Background: Phagocytes, such as macrophages and microglia, are key effector cells in the pathophysiology of multiple sclerosis (MS). It is widely accepted that they instigate and promote neuroinflammatory and neurodegenerative events in MS. An increasing amount of studies indicate that Siglec-1, also known CD169, is a marker for activated phagocytes in inflammatory disorders.
Objective: In this study, we set out to define how CD169+ phagocytes contribute to neuroinflammation in MS.
Methods: CD169-diphtheria toxin receptor (DTR) mice, which express human DTR under control of the CD169 promoter, were used to define the impact of CD169+ cells on neuroinflammation. Flow cytometry and immunohistochemistry were utilized to determine the expression and distribution of CD169.

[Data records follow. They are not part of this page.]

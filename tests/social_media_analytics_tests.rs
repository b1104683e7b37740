//! 社媒链接侧的端到端测试
//!
//! 两个链接家族共用同一套算法；这里验证社媒适配器的差异点：
//! selector 按 (社媒类型, 用户) 解析，汇总标签取平台名。

use std::sync::Arc;

use chrono::{DateTime, Duration, NaiveDate, Utc};
use sea_orm::{ActiveValue::Set, EntityTrait};
use tempfile::TempDir;

use linktally::analytics::{AnalyticsService, InteractionRecorder};
use linktally::config::{AnalyticsConfig, DatabaseConfig};
use linktally::errors::LinktallyError;
use linktally::storage::{AnalyticsStorage, CallerIdentity, SocialMediaRepository};
use migration::entities::{social_media_interaction, social_media_link, social_media_type};

const UA_DESKTOP: &str = "Mozilla/5.0 (Windows NT 10.0; Win64; x64) AppleWebKit/537.36 (KHTML, like Gecko) Chrome/120.0.0.0 Safari/537.36";
const UA_TABLET: &str = "Mozilla/5.0 (iPad; CPU OS 16_6 like Mac OS X) AppleWebKit/605.1.15 (KHTML, like Gecko) Version/16.6 Mobile/15E148 Safari/604.1";

async fn create_temp_storage() -> (Arc<AnalyticsStorage>, TempDir) {
    let td = TempDir::new().unwrap();
    let p = td.path().join("social_media_test.db");
    let cfg = DatabaseConfig {
        url: format!("sqlite://{}?mode=rwc", p.display()),
        pool_size: 5,
    };
    let s = AnalyticsStorage::new(&cfg).await.unwrap();
    (Arc::new(s), td)
}

fn identity(user_id: &str) -> CallerIdentity {
    CallerIdentity {
        user_id: user_id.to_string(),
        username: "tester".to_string(),
    }
}

fn service(storage: &Arc<AnalyticsStorage>) -> AnalyticsService<SocialMediaRepository> {
    AnalyticsService::new(
        Arc::clone(storage),
        Arc::new(SocialMediaRepository),
        AnalyticsConfig::default(),
    )
}

async fn seed_type(storage: &AnalyticsStorage, name: &str) -> i64 {
    let model = social_media_type::ActiveModel {
        name: Set(name.to_string()),
        ..Default::default()
    };

    social_media_type::Entity::insert(model)
        .exec_with_returning(storage.get_db())
        .await
        .unwrap()
        .id
}

async fn seed_link(storage: &AnalyticsStorage, user_id: &str, type_id: i64) -> i64 {
    let model = social_media_link::ActiveModel {
        user_id: Set(user_id.to_string()),
        type_id: Set(type_id),
        link_or_username: Set("@tester".to_string()),
        activate: Set(true),
        created_at: Set(Utc::now()),
        ..Default::default()
    };

    social_media_link::Entity::insert(model)
        .exec_with_returning(storage.get_db())
        .await
        .unwrap()
        .id
}

async fn seed_interaction(
    storage: &AnalyticsStorage,
    link_id: i64,
    user_agent: &str,
    at: DateTime<Utc>,
) {
    let model = social_media_interaction::ActiveModel {
        social_media_link_id: Set(link_id),
        client_ip: Set("198.51.100.23".to_string()),
        user_agent: Set(user_agent.to_string()),
        created_at: Set(at),
        ..Default::default()
    };

    social_media_interaction::Entity::insert(model)
        .exec(storage.get_db())
        .await
        .unwrap();
}

fn noon(day: NaiveDate) -> DateTime<Utc> {
    day.and_hms_opt(12, 0, 0).unwrap().and_utc()
}

#[tokio::test]
async fn test_selector_resolves_by_type_and_owner() {
    let (storage, _td) = create_temp_storage().await;
    let user = uuid::Uuid::new_v4().to_string();
    let instagram = seed_type(&storage, "Instagram").await;
    let link_id = seed_link(&storage, &user, instagram).await;

    let day = Utc::now().date_naive() - Duration::days(1);
    seed_interaction(&storage, link_id, UA_DESKTOP, noon(day)).await;
    seed_interaction(&storage, link_id, UA_TABLET, noon(day) + Duration::hours(2)).await;

    // selector 是社媒类型 id，不是链接 id
    let rows = service(&storage)
        .get_link_analytic(&identity(&user), instagram, day, day)
        .await
        .unwrap();

    assert_eq!(rows.len(), 1);
    assert_eq!(rows[0].link_id, link_id);
    assert_eq!(rows[0].name, "Instagram");
    assert_eq!(rows[0].click_count, 2);
    assert_eq!(rows[0].device_analytic.desktop, 1);
    assert_eq!(rows[0].device_analytic.tablet, 1);
}

#[tokio::test]
async fn test_unbound_type_rejected() {
    let (storage, _td) = create_temp_storage().await;
    let user = uuid::Uuid::new_v4().to_string();
    let twitter = seed_type(&storage, "Twitter").await;

    let today = Utc::now().date_naive();
    let result = service(&storage)
        .get_link_analytic(&identity(&user), twitter, today, today)
        .await;

    assert!(matches!(result, Err(LinktallyError::LinkNotRegistered(_))));
}

#[tokio::test]
async fn test_summary_labels_links_by_platform_name() {
    let (storage, _td) = create_temp_storage().await;
    let user = uuid::Uuid::new_v4().to_string();
    let instagram = seed_type(&storage, "Instagram").await;
    let twitter = seed_type(&storage, "Twitter").await;
    let insta_link = seed_link(&storage, &user, instagram).await;
    seed_link(&storage, &user, twitter).await;

    let day = Utc::now().date_naive() - Duration::days(2);
    seed_interaction(&storage, insta_link, UA_DESKTOP, noon(day)).await;

    let summary = service(&storage).get_summary(&identity(&user)).await.unwrap();

    let names: Vec<&str> = summary.links.iter().map(|l| l.name.as_str()).collect();
    assert!(names.contains(&"Instagram"));
    assert!(names.contains(&"Twitter"));

    let insta = summary.links.iter().find(|l| l.name == "Instagram").unwrap();
    assert_eq!(insta.total_click_count, 1);
    assert_eq!(summary.device_analytic.desktop, 1);
}

#[tokio::test]
async fn test_recorder_works_for_social_media_side() {
    let (storage, _td) = create_temp_storage().await;
    let user = uuid::Uuid::new_v4().to_string();
    let instagram = seed_type(&storage, "Instagram").await;
    let link_id = seed_link(&storage, &user, instagram).await;

    let recorder = InteractionRecorder::new(Arc::clone(&storage), Arc::new(SocialMediaRepository));
    recorder
        .record(link_id, "198.51.100.23", UA_DESKTOP)
        .await
        .unwrap();

    let today = Utc::now().date_naive();
    let rows = service(&storage)
        .get_link_analytic(&identity(&user), instagram, today, today)
        .await
        .unwrap();

    assert_eq!(rows[0].click_count, 1);
    assert_eq!(rows[0].device_analytic.desktop, 1);
}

Results: We show that CD169 is highly expressed by lesional and circulating phagocytes in MS and experimental autoimmune encephalomyelitis (EAE). Our data further indicate that CD169 represents a selective marker for early activated microglia in MS and EAE lesions. Depletion of CD169+ cells markedly reduced neuroinflammation and ameliorated disease symptoms in EAE-affected mice.
Conclusion: Our findings indicate that CD169+ cells promote neuroinflammation. Furthermore, they suggest that CD169+ phagocytes play a key role in the pathophysiology of MS. Hence, targeting CD169+ phagocytes may hold therapeutic value for MS.
Keywords: CD169; EAE; Siglec-1; microglia; monocytes; multiple sclerosis; neuroinflammation; sialoadhesin.